Several people have pointed out that this is a very hard problem to get right. There is no perfect answer, and tremendous amounts of energy has been spent on finding pretty good ones.

But nobody has given you a simple to implement "OK" answer. Not great. Just something that can readily be implemented which gives an answer that you can defend as somewhat reasonable. Depending on the application, this is often enough.

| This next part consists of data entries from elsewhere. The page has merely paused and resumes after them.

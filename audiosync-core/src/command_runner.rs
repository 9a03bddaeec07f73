//! C1 — Command Runner.
//!
//! The single place in this crate that spawns external processes. Streams
//! both standard streams line-by-line through the job logger, recognizes
//! `Progress: <N>%` lines and forwards them on step crossings only, and on
//! non-zero exit captures the last `error_tail` lines for diagnosis.
//!
//! Grounded on the teacher's ffmpeg invocation in `audio_io.rs`, which
//! already filters stderr down to a meaningful tail on failure.

use std::io::{BufRead, BufReader};
use std::process::{Command, Stdio};
use std::sync::mpsc;
use std::time::{Duration, Instant};

use crate::error::PipelineError;
use crate::logging::JobLogger;
use crate::models::CancelToken;

#[derive(Debug, Clone)]
pub struct CommandOutcome {
    pub exit_code: i32,
    pub tail: Vec<String>,
}

/// Runs `cmd args...`, streaming output through `logger`. Blocking; safe to
/// call from any worker thread. Checks `cancel` before spawn and polls it
/// while waiting on the child.
pub fn run(
    cmd: &str,
    args: &[&str],
    logger: &JobLogger,
    cancel: &CancelToken,
    timeout: Option<Duration>,
) -> Result<CommandOutcome, PipelineError> {
    run_inner(cmd, args, logger, cancel, timeout, false).map(|(outcome, _)| outcome)
}

/// Like [`run`], but also returns the full captured stdout text — for tools
/// whose stdout is structured data to parse (e.g. a JSON probe) rather than
/// a human-readable progress/log stream. stdout lines are still recorded in
/// the logger's tail buffer and echoed, exactly as in [`run`].
pub fn run_capturing_stdout(
    cmd: &str,
    args: &[&str],
    logger: &JobLogger,
    cancel: &CancelToken,
    timeout: Option<Duration>,
) -> Result<(CommandOutcome, String), PipelineError> {
    run_inner(cmd, args, logger, cancel, timeout, true)
}

fn run_inner(
    cmd: &str,
    args: &[&str],
    logger: &JobLogger,
    cancel: &CancelToken,
    timeout: Option<Duration>,
    capture_stdout: bool,
) -> Result<(CommandOutcome, String), PipelineError> {
    crate::models::check_cancelled(cancel)?;

    let mut child = Command::new(cmd)
        .args(args)
        .stdout(Stdio::piped())
        .stderr(Stdio::piped())
        .spawn()
        .map_err(|_| PipelineError::ToolMissing(cmd.to_string()))?;

    let stdout = child.stdout.take().expect("piped stdout");
    let stderr = child.stderr.take().expect("piped stderr");

    #[derive(Debug)]
    enum Line {
        Out(String),
        Err(String),
    }

    let (tx, rx) = mpsc::channel::<Line>();
    let tx_err = tx.clone();

    let out_handle = std::thread::spawn(move || {
        for line in BufReader::new(stdout).lines().map_while(Result::ok) {
            let _ = tx.send(Line::Out(line));
        }
    });
    let err_handle = std::thread::spawn(move || {
        for line in BufReader::new(stderr).lines().map_while(Result::ok) {
            let _ = tx_err.send(Line::Err(line));
        }
    });

    logger.clear_tail();
    let mut stdout_buf = String::new();
    for line in rx.iter() {
        let line = match line {
            Line::Out(l) => {
                if capture_stdout {
                    stdout_buf.push_str(&l);
                    stdout_buf.push('\n');
                }
                l
            }
            Line::Err(l) => l,
        };
        if let Some(rest) = line.strip_prefix("Progress: ") {
            if let Ok(pct) = rest.trim_end_matches('%').parse::<u32>() {
                logger.progress(pct);
                continue;
            }
        }
        logger.output_line(&line);
    }

    let _ = out_handle.join();
    let _ = err_handle.join();

    let status = wait_with_cancel(&mut child, cancel, timeout)?;

    let tail = logger.tail();
    let exit_code = status.code().unwrap_or(-1);
    if exit_code != 0 {
        return Err(PipelineError::ToolExit { code: exit_code, tail });
    }
    Ok((CommandOutcome { exit_code, tail }, stdout_buf))
}

fn wait_with_cancel(
    child: &mut std::process::Child,
    cancel: &CancelToken,
    timeout: Option<Duration>,
) -> Result<std::process::ExitStatus, PipelineError> {
    let start = Instant::now();
    loop {
        if let Some(status) = child.try_wait().map_err(|e| PipelineError::ToolExit { code: -1, tail: vec![e.to_string()] })? {
            return Ok(status);
        }
        if cancel.load(std::sync::atomic::Ordering::Relaxed) {
            let _ = child.kill();
            let _ = child.wait();
            return Err(PipelineError::Cancelled);
        }
        if let Some(t) = timeout {
            if start.elapsed() > t {
                let _ = child.kill();
                let _ = child.wait();
                return Err(PipelineError::ToolTimeout { seconds: t.as_secs() });
            }
        }
        std::thread::sleep(Duration::from_millis(25));
    }
}

#[cfg(test)]
mod tests {
    use super::*;
    use crate::models::new_cancel_token;

    fn test_logger(name: &str) -> JobLogger {
        let path = std::env::temp_dir().join(format!("audiosync_cr_{name}_{}.log", std::process::id()));
        JobLogger::new(&path, 20, 20).unwrap()
    }

    #[test]
    fn missing_tool_reports_tool_missing() {
        let logger = test_logger("missing");
        let cancel = new_cancel_token();
        let result = run("definitely-not-a-real-binary-xyz", &[], &logger, &cancel, None);
        assert!(matches!(result, Err(PipelineError::ToolMissing(_))));
    }

    #[test]
    fn successful_command_reports_zero_exit() {
        let logger = test_logger("success");
        let cancel = new_cancel_token();
        let result = run("true", &[], &logger, &cancel, None);
        assert!(result.is_ok());
        assert_eq!(result.unwrap().exit_code, 0);
    }

    #[test]
    fn failing_command_captures_tail() {
        let logger = test_logger("fail");
        let cancel = new_cancel_token();
        let result = run("sh", &["-c", "echo boom 1>&2; exit 3"], &logger, &cancel, None);
        match result {
            Err(PipelineError::ToolExit { code, tail }) => {
                assert_eq!(code, 3);
                assert!(tail.iter().any(|l| l.contains("boom")));
            }
            other => panic!("expected ToolExit, got {other:?}"),
        }
    }

    #[test]
    fn cancelled_before_spawn_short_circuits() {
        let logger = test_logger("cancel");
        let cancel = new_cancel_token();
        cancel.store(true, std::sync::atomic::Ordering::Relaxed);
        let result = run("true", &[], &logger, &cancel, None);
        assert!(matches!(result, Err(PipelineError::Cancelled)));
    }
}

Here is an outline of one.

Let's say that the last variable a function of the rest, call it f. Make f(x_1, x_2, ... , x_(n-1)) into the weighted average of the known values of f at the points that you have. A reasonable weighting is that a point is weighted with weight 1/(square of distance from that point to the spot you're estimating). Then you can do it something like this (with some error checking added, of course...):

sub make_estimator {
return sub {0} unless @_; # You might want to die?
my @points = @_;
return sub {
my $weight_total;
my $weighted_sum;
foreach my $point (@points) {
my $dist_squared = 0;
foreach my $coord (0..$#_) {
$dist_squared += ($point->[$coord] - $_[$coord])**2;
}
if (0 == $dist_squared) {
return $point->[-1];
}
else {
my $weight = 1/$dist_squared;
$weight_total += $weight;
$weighted_sum += $weight * $point->[-1];
}
}
return $weighted_sum/$weight_total;
};
}
my $estimator = make_estimator(
[3, 4],
[4, 5],
);
print $estimator->(3.5);

This works perfectly well. The resulting function is trivially smooth everywhere except at the estimating points, and I'm reasonably surepositive that it is smooth there as well. It isn't linear or particularly simple though.

Feel free to play with the weighting function.

Update: I verified it. The function is also smooth at the estimating points. Its derivative at all estimating points is 0 (ie each is a maxima, minima, or inflection point).